Feind der Elite und Freund der Massen

„Die alte Republik“, heißt es, „hatte sich in puncto Überwachung und Paraden gewiss hervorgetan, aber die Essenz ihres Totalitarismus war alltäglicher und subtiler gewesen. Man konnte mit dem System kooperieren oder es ablehnen, aber was überhaupt nicht möglich war, ganz gleich, ob man ein sicheres, angenehmes Leben genoss oder im Gefängnis saß, war gar nicht mit ihm in Beziehung zu treten.“ Und nach einem bitterbösen Porträt des neuen Apparatschiktums im Netz: „Wie die alten Politbüros stellte sich auch das neue als Feind der Elite und Freund der Massen dar, darauf aus, den Konsumenten zu geben, was sie haben wollten, aber Andreas schien es, als würde das Internet eher von Angst regiert: der Angst, unpopulär und uncool zu sein, der Angst, etwas zu verpassen, der Angst niedergemacht oder vergessen zu werden.“

Dabei handelt es sich zweifellos um Figurenrede, aber auch da, wo es Franzen sichtlich höllische Lust bereitet, den Apologeten der Web-Zukunft mit geliehener Zunge eins auszuwischen, ist es nie billige Kulturkritik. Wie jeder gute Schriftsteller benutzt er seine Protagonisten nicht einfach als Sprachrohr, sondern spinnt sie ein in Eigeninteressen und unentrinnbare Perspektiven. So rückt er auch das, was Andreas als Meinung kundtut, in ein Zwielicht, in dem sich der charismatische Anführer des Sunlight Project, mit dem er die WikiLeaks von Julian Assange beerbt, als paranoider Vorsteher einer Sekte erweist, die nichts anderes betreibt als „eine Ruhmfabrik, die sich als Geheimnisfabrik tarnte“. In ihrem Schutz lebt der zwanghafte Onanierer und Frauenverschlinger, Sohn eines sozialistischen Staatsökonomen und einer linientreuen Anglistin, die ihn mit ihrer Liebe fast erstickt, seinen Narzissmus aus.

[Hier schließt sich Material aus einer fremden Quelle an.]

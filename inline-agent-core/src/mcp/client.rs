use std::sync::Arc;

use rmcp::model::CallToolRequestParam;
use rmcp::service::RunningService;
use rmcp::transport::streamable_http_client::{
    StreamableHttpClientTransport, StreamableHttpClientTransportConfig,
};
use rmcp::transport::TokioChildProcess;
use rmcp::{RoleClient, ServiceExt};
use serde_json::Value;
use tokio::sync::{Mutex, RwLock, RwLockReadGuard};

use super::tool_adapter::McpToolAdapter;
use super::transport::{HttpTransport, StdioTransport};
use super::{McpError, McpServerConfig, McpToolDefinition, McpToolSource, McpTransport};
use crate::schema::FunctionDefinition;
use crate::tool::DynTool;

type Session = RunningService<RoleClient, ()>;

/// MCP client usable as an action group tool source.
///
/// The server is started (or dialled) on first use. Clones share one session
/// and its tool catalog, which is listed once per session.
#[derive(Clone)]
pub struct McpClient {
    config: Arc<McpServerConfig>,
    session: Arc<RwLock<Option<Session>>>,
    catalog: Arc<Mutex<Option<Vec<McpToolDefinition>>>>,
}

impl McpClient {
    pub fn new(config: McpServerConfig) -> Self {
        Self {
            config: Arc::new(config),
            session: Arc::new(RwLock::new(None)),
            catalog: Arc::new(Mutex::new(None)),
        }
    }

    pub fn name(&self) -> &str {
        &self.config.name
    }

    /// Open the session if there is none yet
    pub async fn connect(&self) -> Result<(), McpError> {
        let mut slot = self.session.write().await;
        if slot.is_none() {
            let session = match &self.config.transport {
                McpTransport::Stdio(stdio) => self.open_stdio(stdio).await?,
                McpTransport::Http(http) => self.open_http(http).await?,
            };
            log::debug!("MCP session with '{}' established", self.config.name);
            *slot = Some(session);
        }
        Ok(())
    }

    async fn open_stdio(&self, stdio: &StdioTransport) -> Result<Session, McpError> {
        let child = TokioChildProcess::new(stdio.command()).map_err(|e| {
            McpError::Transport(format!("could not spawn '{}': {}", stdio.program, e))
        })?;
        ().serve(child).await.map_err(|e| self.handshake_failed(e))
    }

    async fn open_http(&self, http: &HttpTransport) -> Result<Session, McpError> {
        let client = reqwest::Client::builder()
            .default_headers(http.header_map()?)
            .build()
            .map_err(|e| {
                McpError::Transport(format!("could not build HTTP client: {}", e))
            })?;
        let transport = StreamableHttpClientTransport::with_client(
            client,
            StreamableHttpClientTransportConfig::with_uri(http.url.clone()),
        );
        ().serve(transport)
            .await
            .map_err(|e| self.handshake_failed(e))
    }

    fn handshake_failed(&self, e: impl std::fmt::Display) -> McpError {
        let name = &self.config.name;
        McpError::Connection(format!("handshake with '{name}' failed: {e}"))
    }

    /// Connect if needed and borrow the live session
    async fn session(&self) -> Result<RwLockReadGuard<'_, Session>, McpError> {
        self.connect().await?;
        let slot = self.session.read().await;
        RwLockReadGuard::try_map(slot, |slot| slot.as_ref()).map_err(|_| {
            McpError::Connection(format!("session with '{}' was closed", self.config.name))
        })
    }

    /// Every page of the server's catalog, minus filtered tools, with
    /// server-side names. Fetched on the first call after connecting.
    pub async fn list_tools(&self) -> Result<Vec<McpToolDefinition>, McpError> {
        let mut catalog = self.catalog.lock().await;
        if let Some(tools) = catalog.as_ref() {
            return Ok(tools.clone());
        }
        let tools = self.fetch_tools().await?;
        log::debug!("'{}' lists {} tool(s)", self.config.name, tools.len());
        *catalog = Some(tools.clone());
        Ok(tools)
    }

    async fn fetch_tools(&self) -> Result<Vec<McpToolDefinition>, McpError> {
        let tools = self
            .session()
            .await?
            .list_all_tools()
            .await
            .map_err(|e| McpError::Protocol(format!("tools/list failed: {}", e)))?;

        Ok(tools
            .into_iter()
            .filter(|tool| self.config.admits(&tool.name))
            .map(|tool| McpToolDefinition {
                name: tool.name.to_string(),
                description: tool.description.unwrap_or_default().to_string(),
                input_schema: Value::Object((*tool.input_schema).clone()),
            })
            .collect())
    }

    /// Invoke a tool by its server-side name and return the raw result
    pub async fn call_tool(&self, name: String, arguments: Value) -> Result<Value, McpError> {
        let request = CallToolRequestParam {
            name: name.into(),
            arguments: arguments.as_object().cloned(),
        };
        let result = self
            .session()
            .await?
            .call_tool(request)
            .await
            .map_err(|e| McpError::ToolExecution(e.to_string()))?;
        Ok(serde_json::to_value(result)?)
    }

    /// Close the session. The next call opens a new one.
    pub async fn disconnect(&self) -> Result<(), McpError> {
        self.catalog.lock().await.take();
        let Some(session) = self.session.write().await.take() else {
            return Ok(());
        };
        session.cancel().await.map_err(|e| {
            McpError::Connection(format!("closing '{}' failed: {}", self.config.name, e))
        })?;
        Ok(())
    }

    pub(crate) fn exposed_name(&self, tool: &str) -> String {
        self.config.exposed_name(tool)
    }
}

#[async_trait::async_trait]
impl McpToolSource for McpClient {
    fn name(&self) -> &str {
        self.name()
    }

    async fn callable_tools(&self) -> Result<Vec<Arc<dyn DynTool>>, McpError> {
        let definitions = self.list_tools().await?;
        let mut tools: Vec<Arc<dyn DynTool>> = Vec::with_capacity(definitions.len());
        for definition in definitions {
            let exposed = self.exposed_name(&definition.name);
            let adapter = McpToolAdapter::new(self.clone(), definition, exposed);
            tools.push(Arc::new(adapter));
        }
        Ok(tools)
    }

    async fn function_schema(&self) -> Result<Vec<FunctionDefinition>, McpError> {
        let definitions = self.list_tools().await?;
        Ok(definitions
            .iter()
            .map(|definition| FunctionDefinition {
                name: self.exposed_name(&definition.name),
                ..definition.to_function_definition()
            })
            .collect())
    }
}
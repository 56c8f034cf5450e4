//! The full set of action groups handed to an inline agent

use std::collections::{HashMap, HashSet};
use std::ops::Deref;
use std::sync::Arc;

use crate::action_group::{ActionGroup, CapabilitySource, ConfigurationError, LambdaSchema};
use crate::error::Result;
use crate::executor::ExecutorResolver;
use crate::mcp::McpError;
use crate::tool::DynTool;
use crate::wire::{ActionGroupPayload, FunctionSchema};

/// Locally invocable tools by name
#[derive(Clone, Default)]
pub struct ToolMap(HashMap<String, Arc<dyn DynTool>>);

impl ToolMap {
    pub fn get(&self, name: &str) -> Option<&Arc<dyn DynTool>> {
        self.0.get(name)
    }

    pub fn contains(&self, name: &str) -> bool {
        self.0.contains_key(name)
    }

    pub fn len(&self) -> usize {
        self.0.len()
    }

    pub fn is_empty(&self) -> bool {
        self.0.is_empty()
    }

    /// Tool names, sorted
    pub fn names(&self) -> Vec<&str> {
        let mut names: Vec<&str> = self.0.keys().map(String::as_str).collect();
        names.sort_unstable();
        names
    }

    fn insert(&mut self, tool: Arc<dyn DynTool>) {
        let name = tool.name().to_string();
        if self.0.insert(name.clone(), tool).is_some() {
            log::warn!(
                "tool '{}' is defined more than once; the later definition wins",
                name
            );
        }
    }
}

impl std::fmt::Debug for ToolMap {
    fn fmt(&self, f: &mut std::fmt::Formatter<'_>) -> std::fmt::Result {
        f.debug_set().entries(self.names()).finish()
    }
}

/// An ordered collection of action groups with unique names
#[derive(Debug, Clone, Default)]
pub struct ActionGroups {
    groups: Vec<ActionGroup>,
}

impl ActionGroups {
    /// Collect groups, rejecting duplicate names
    pub fn new(groups: impl IntoIterator<Item = ActionGroup>) -> Result<Self> {
        let groups: Vec<ActionGroup> = groups.into_iter().collect();

        let mut seen = HashSet::new();
        for group in &groups {
            if !seen.insert(group.name()) {
                return Err(ConfigurationError::DuplicateActionGroup {
                    name: group.name().to_string(),
                }
                .into());
            }
        }

        Ok(Self { groups })
    }

    pub fn get(&self, name: &str) -> Option<&ActionGroup> {
        self.groups.iter().find(|group| group.name() == name)
    }

    /// Every tool the caller can invoke in-process.
    ///
    /// Only tool groups and the catalogs of MCP groups contribute; Lambda and
    /// built-in groups run elsewhere. On a name collision the later tool wins.
    pub async fn tool_map(&self) -> std::result::Result<ToolMap, McpError> {
        let mut map = ToolMap::default();

        for group in &self.groups {
            match group.source() {
                CapabilitySource::Tools { tools, .. } => {
                    for tool in tools {
                        map.insert(Arc::clone(tool));
                    }
                }
                CapabilitySource::Mcp { clients } => {
                    for client in clients {
                        for tool in client.callable_tools().await? {
                            map.insert(tool);
                        }
                    }
                }
                CapabilitySource::Lambda { .. } | CapabilitySource::Builtin(_) => {}
            }
        }

        Ok(map)
    }

    /// Wire payloads for every group, in order
    pub async fn serialize(&self, resolver: &ExecutorResolver) -> Result<Vec<ActionGroupPayload>> {
        let mut payloads = Vec::with_capacity(self.groups.len());

        for group in &self.groups {
            let mut payload =
                ActionGroupPayload::named(group.name(), group.description().map(str::to_string));
            payload.action_group_executor = resolver.resolve(group).await?;

            match group.source() {
                CapabilitySource::Tools { functions, .. } => {
                    payload.function_schema = Some(FunctionSchema {
                        functions: functions.clone(),
                    });
                }
                CapabilitySource::Lambda { schema, .. } => match schema {
                    LambdaSchema::Functions(functions) => {
                        payload.function_schema = Some(FunctionSchema {
                            functions: functions.clone(),
                        });
                    }
                    LambdaSchema::Api(api) => payload.api_schema = Some(api.clone()),
                },
                CapabilitySource::Mcp { clients } => {
                    let mut functions = Vec::new();
                    for client in clients {
                        functions.extend(client.function_schema().await?);
                    }
                    payload.function_schema = Some(FunctionSchema { functions });
                }
                CapabilitySource::Builtin(builtin) => {
                    payload.parent_action_group_signature = Some(builtin.signature().to_string());
                    payload.parent_action_group_signature_params = builtin.params().cloned();
                }
            }

            payloads.push(payload);
        }

        Ok(payloads)
    }
}

impl Deref for ActionGroups {
    type Target = [ActionGroup];

    fn deref(&self) -> &Self::Target {
        &self.groups
    }
}

impl IntoIterator for ActionGroups {
    type Item = ActionGroup;
    type IntoIter = std::vec::IntoIter<ActionGroup>;

    fn into_iter(self) -> Self::IntoIter {
        self.groups.into_iter()
    }
}

impl<'a> IntoIterator for &'a ActionGroups {
    type Item = &'a ActionGroup;
    type IntoIter = std::slice::Iter<'a, ActionGroup>;

    fn into_iter(self) -> Self::IntoIter {
        self.groups.iter()
    }
}
//! Action groups: named units of agent capability
//!
//! An [`ActionGroup`] carries exactly one [`CapabilitySource`]. The builder
//! checks the five mutually exclusive capability fields (`tools`,
//! `function_schema`, `api_schema`, `mcp_clients`, `builtin_tools`) plus the
//! `lambda_name` binding, and only a consistent combination produces a group.
//!
//! ```rust
//! use inline_agent_core::{ActionGroup, Executor, FunctionDefinition};
//!
//! let group = ActionGroup::builder("HotelReservations")
//!     .description("Book and cancel hotel rooms")
//!     .lambda("HotelReservationsFn")
//!     .function(FunctionDefinition::new("cancel_booking", "Cancel a booking"))
//!     .build()
//!     .unwrap();
//!
//! assert_eq!(group.executor(), Executor::RemoteFunction);
//! ```

mod builder;
mod builtin;

pub use builder::ActionGroupBuilder;
pub use builtin::{BuiltinSignature, BuiltinTool};

use std::fmt;
use std::sync::Arc;

use thiserror::Error;

use crate::docstring::DocstringKeys;
use crate::executor::Executor;
use crate::mcp::McpToolSource;
use crate::schema::{FunctionDefinition, SchemaError};
use crate::tool::DynTool;
use crate::wire::ApiSchema;

/// Longest name the agent runtime accepts for an action group
pub const MAX_NAME_LEN: usize = 100;

/// Builder-level capability fields, in canonical order
#[derive(Debug, Clone, Copy, PartialEq, Eq, Hash, PartialOrd, Ord)]
pub enum CapabilityField {
    Tools,
    FunctionSchema,
    ApiSchema,
    McpClients,
    BuiltinTools,
    LambdaName,
}

impl CapabilityField {
    /// The five capability sources, excluding the `lambda_name` binding
    pub const SOURCES: [CapabilityField; 5] = [
        Self::Tools,
        Self::FunctionSchema,
        Self::ApiSchema,
        Self::McpClients,
        Self::BuiltinTools,
    ];

    pub fn as_str(&self) -> &'static str {
        match self {
            Self::Tools => "tools",
            Self::FunctionSchema => "function_schema",
            Self::ApiSchema => "api_schema",
            Self::McpClients => "mcp_clients",
            Self::BuiltinTools => "builtin_tools",
            Self::LambdaName => "lambda_name",
        }
    }
}

impl fmt::Display for CapabilityField {
    fn fmt(&self, f: &mut fmt::Formatter<'_>) -> fmt::Result {
        f.write_str(self.as_str())
    }
}

/// Errors raised while assembling action groups
#[derive(Debug, Clone, PartialEq, Eq, Error)]
pub enum ConfigurationError {
    /// No capability source was given
    #[error(
        "action group '{group}' requires one of tools, function_schema, api_schema, mcp_clients or builtin_tools"
    )]
    Missing { group: String },

    /// Two mutually exclusive fields were both given
    #[error("{field} is not supported when {present} is present")]
    Conflict {
        field: CapabilityField,
        present: CapabilityField,
    },

    /// `lambda_name` given without a schema describing the function
    #[error(
        "action group '{group}' sets lambda_name but neither function_schema nor api_schema"
    )]
    MissingLambdaSchema { group: String },

    /// A Lambda schema given without the function to bind it to
    #[error("{field} requires lambda_name")]
    MissingLambdaName { field: CapabilityField },

    #[error("invalid action group name '{name}': {reason}")]
    InvalidName { name: String, reason: &'static str },

    #[error("duplicate action group name '{name}'")]
    DuplicateActionGroup { name: String },

    #[error("action group '{group}' defines tool '{tool}' more than once")]
    DuplicateTool { group: String, tool: String },

    #[error(transparent)]
    Schema(#[from] SchemaError),
}

/// Schema of a Lambda-backed action group
#[derive(Debug, Clone, PartialEq, Eq)]
pub enum LambdaSchema {
    /// Function details
    Functions(Vec<FunctionDefinition>),
    /// OpenAPI document
    Api(ApiSchema),
}

/// Where an action group's capabilities come from
#[derive(Clone)]
pub enum CapabilitySource {
    /// In-process tools and the function definitions generated for them
    Tools {
        tools: Vec<Arc<dyn DynTool>>,
        functions: Vec<FunctionDefinition>,
    },
    /// A Lambda function described by a function or OpenAPI schema
    Lambda {
        lambda_name: String,
        schema: LambdaSchema,
    },
    /// MCP servers; tools and schema come from their catalogs
    Mcp {
        clients: Vec<Arc<dyn McpToolSource>>,
    },
    /// A platform-provided capability
    Builtin(BuiltinTool),
}

impl CapabilitySource {
    /// Builder field this source was populated from
    pub fn field(&self) -> CapabilityField {
        match self {
            Self::Tools { .. } => CapabilityField::Tools,
            Self::Lambda {
                schema: LambdaSchema::Functions(_),
                ..
            } => CapabilityField::FunctionSchema,
            Self::Lambda {
                schema: LambdaSchema::Api(_),
                ..
            } => CapabilityField::ApiSchema,
            Self::Mcp { .. } => CapabilityField::McpClients,
            Self::Builtin(_) => CapabilityField::BuiltinTools,
        }
    }
}

impl fmt::Debug for CapabilitySource {
    fn fmt(&self, f: &mut fmt::Formatter<'_>) -> fmt::Result {
        match self {
            Self::Tools { tools, functions } => {
                let names: Vec<&str> = tools.iter().map(|t| t.name()).collect();
                f.debug_struct("Tools")
                    .field("tools", &names)
                    .field("functions", functions)
                    .finish()
            }
            Self::Lambda {
                lambda_name,
                schema,
            } => f
                .debug_struct("Lambda")
                .field("lambda_name", lambda_name)
                .field("schema", schema)
                .finish(),
            Self::Mcp { clients } => {
                let names: Vec<&str> = clients.iter().map(|c| c.name()).collect();
                f.debug_struct("Mcp").field("clients", &names).finish()
            }
            Self::Builtin(builtin) => f.debug_tuple("Builtin").field(builtin).finish(),
        }
    }
}

/// A validated action group
#[derive(Debug, Clone)]
pub struct ActionGroup {
    name: String,
    description: Option<String>,
    source: CapabilitySource,
    keys: DocstringKeys,
}

impl ActionGroup {
    /// Start configuring an action group
    pub fn builder(name: impl Into<String>) -> ActionGroupBuilder {
        ActionGroupBuilder::new(name)
    }

    pub fn name(&self) -> &str {
        &self.name
    }

    pub fn description(&self) -> Option<&str> {
        self.description.as_deref()
    }

    pub fn source(&self) -> &CapabilitySource {
        &self.source
    }

    /// Markers used to parse tool documentation for this group
    pub fn docstring_keys(&self) -> &DocstringKeys {
        &self.keys
    }

    /// How this group's capabilities are invoked
    pub fn executor(&self) -> Executor {
        match self.source {
            CapabilitySource::Lambda { .. } => Executor::RemoteFunction,
            CapabilitySource::Builtin(_) => Executor::PlatformBuiltin,
            _ => Executor::DirectInvoke,
        }
    }

    /// In-process tools, empty unless the group was built from `tools`
    pub fn tools(&self) -> &[Arc<dyn DynTool>] {
        match &self.source {
            CapabilitySource::Tools { tools, .. } => tools,
            _ => &[],
        }
    }

    /// Function definitions known without contacting any server
    pub fn functions(&self) -> Option<&[FunctionDefinition]> {
        match &self.source {
            CapabilitySource::Tools { functions, .. } => Some(functions),
            CapabilitySource::Lambda {
                schema: LambdaSchema::Functions(functions),
                ..
            } => Some(functions),
            _ => None,
        }
    }

    pub fn lambda_name(&self) -> Option<&str> {
        match &self.source {
            CapabilitySource::Lambda { lambda_name, .. } => Some(lambda_name),
            _ => None,
        }
    }

    pub fn api_schema(&self) -> Option<&ApiSchema> {
        match &self.source {
            CapabilitySource::Lambda {
                schema: LambdaSchema::Api(api),
                ..
            } => Some(api),
            _ => None,
        }
    }

    pub fn mcp_clients(&self) -> &[Arc<dyn McpToolSource>] {
        match &self.source {
            CapabilitySource::Mcp { clients } => clients,
            _ => &[],
        }
    }

    pub fn builtin_tool(&self) -> Option<&BuiltinTool> {
        match &self.source {
            CapabilitySource::Builtin(builtin) => Some(builtin),
            _ => None,
        }
    }
}

/// Check an action group name against the runtime's naming rules
pub(crate) fn validate_name(name: &str) -> Result<(), ConfigurationError> {
    let invalid = |reason| ConfigurationError::InvalidName {
        name: name.to_string(),
        reason,
    };

    let first = name.chars().next().ok_or_else(|| invalid("name is empty"))?;
    if name.len() > MAX_NAME_LEN {
        return Err(invalid("name is longer than 100 characters"));
    }
    if !first.is_ascii_alphanumeric() {
        return Err(invalid("name must start with a letter or digit"));
    }
    if !name
        .chars()
        .all(|c| c.is_ascii_alphanumeric() || c == '_' || c == '-')
    {
        return Err(invalid(
            "name may only contain letters, digits, underscores and hyphens",
        ));
    }
    Ok(())
}
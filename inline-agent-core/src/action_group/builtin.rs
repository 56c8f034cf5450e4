use std::convert::Infallible;
use std::fmt;
use std::str::FromStr;

use serde::{Deserialize, Deserializer, Serialize, Serializer};
use serde_json::{Map, Value};

/// Platform-provided capability selected by signature name
#[derive(Debug, Clone, PartialEq, Eq, Hash)]
pub enum BuiltinSignature {
    /// `AMAZON.UserInput`: the agent may ask the user for missing information
    UserInput,
    /// `AMAZON.CodeInterpreter`: sandboxed code execution
    CodeInterpreter,
    /// `ANTHROPIC.Computer`: computer use
    Computer,
    /// `ANTHROPIC.Bash`
    Bash,
    /// `ANTHROPIC.TextEditor`
    TextEditor,
    /// Any other signature string, passed through verbatim
    Custom(String),
}

impl BuiltinSignature {
    fn from_name(name: &str) -> Self {
        match name {
            "AMAZON.UserInput" => Self::UserInput,
            "AMAZON.CodeInterpreter" => Self::CodeInterpreter,
            "ANTHROPIC.Computer" => Self::Computer,
            "ANTHROPIC.Bash" => Self::Bash,
            "ANTHROPIC.TextEditor" => Self::TextEditor,
            other => Self::Custom(other.to_string()),
        }
    }

    pub fn as_str(&self) -> &str {
        match self {
            Self::UserInput => "AMAZON.UserInput",
            Self::CodeInterpreter => "AMAZON.CodeInterpreter",
            Self::Computer => "ANTHROPIC.Computer",
            Self::Bash => "ANTHROPIC.Bash",
            Self::TextEditor => "ANTHROPIC.TextEditor",
            Self::Custom(signature) => signature,
        }
    }
}

impl fmt::Display for BuiltinSignature {
    fn fmt(&self, f: &mut fmt::Formatter<'_>) -> fmt::Result {
        f.write_str(self.as_str())
    }
}

impl FromStr for BuiltinSignature {
    type Err = Infallible;

    fn from_str(s: &str) -> Result<Self, Self::Err> {
        Ok(Self::from_name(s))
    }
}

impl Serialize for BuiltinSignature {
    fn serialize<S: Serializer>(&self, serializer: S) -> Result<S::Ok, S::Error> {
        serializer.serialize_str(self.as_str())
    }
}

impl<'de> Deserialize<'de> for BuiltinSignature {
    fn deserialize<D: Deserializer<'de>>(deserializer: D) -> Result<Self, D::Error> {
        Ok(Self::from_name(&String::deserialize(deserializer)?))
    }
}

/// Built-in tool selection: a signature plus optional signature parameters
#[derive(Debug, Clone, PartialEq)]
pub struct BuiltinTool {
    signature: BuiltinSignature,
    params: Option<Map<String, Value>>,
}

impl BuiltinTool {
    pub fn new(signature: BuiltinSignature) -> Self {
        Self {
            signature,
            params: None,
        }
    }

    pub fn user_input() -> Self {
        Self::new(BuiltinSignature::UserInput)
    }

    pub fn code_interpreter() -> Self {
        Self::new(BuiltinSignature::CodeInterpreter)
    }

    /// Computer use; the tool version goes in the `type` parameter
    pub fn computer(tool_type: impl Into<String>) -> Self {
        Self::new(BuiltinSignature::Computer)
            .with_param("type", tool_type.into())
    }

    pub fn bash(tool_type: impl Into<String>) -> Self {
        Self::new(BuiltinSignature::Bash)
            .with_param("type", tool_type.into())
    }

    pub fn text_editor(tool_type: impl Into<String>) -> Self {
        Self::new(BuiltinSignature::TextEditor)
            .with_param("type", tool_type.into())
    }

    /// Add an entry to `parentActionGroupSignatureParams`
    pub fn with_param(mut self, key: impl Into<String>, value: impl Into<Value>) -> Self {
        self.params
            .get_or_insert_with(Map::new)
            .insert(key.into(), value.into());
        self
    }

    pub fn signature(&self) -> &BuiltinSignature {
        &self.signature
    }

    pub fn params(&self) -> Option<&Map<String, Value>> {
        self.params.as_ref()
    }
}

Franzen inszeniert den Konflikt von Journalismus und Whistleblowing

Und das ist nur ein Strang dieses auf gut 800 Seiten in sieben novellenartigen Unterbüchern entwickelten Romans, der Schicht um Schicht abenteuerliche Intrigen und Verwicklungen freilegt, in denen Betrug und Selbstbetrug oft nahe beieinander liegen. Außerdem inszeniert Franzen den Konflikt von Journalismus und Whistleblowing: Er spielt die Armseligkeit einer auf bloße Denunziation ausgerichteten Enthüllung aus gegen den im Idealfall aufklärerischen Willen eines Erzählens von Geschichten, das man auch als Bekenntnis zur eigenen literarischen Sache verstehen kann. Er rührt an die Grenze von Künstlertum und Kritikerdasein. Er führt seine sexuelle Unzweideutigkeit in den Kampf mit den Ödnissen der Netzpornografie. Und er verankert seine Themen mit blitzendem Sarkasmus in Figuren, die sich damit überzeugend quälen – und gegenseitig behelligen.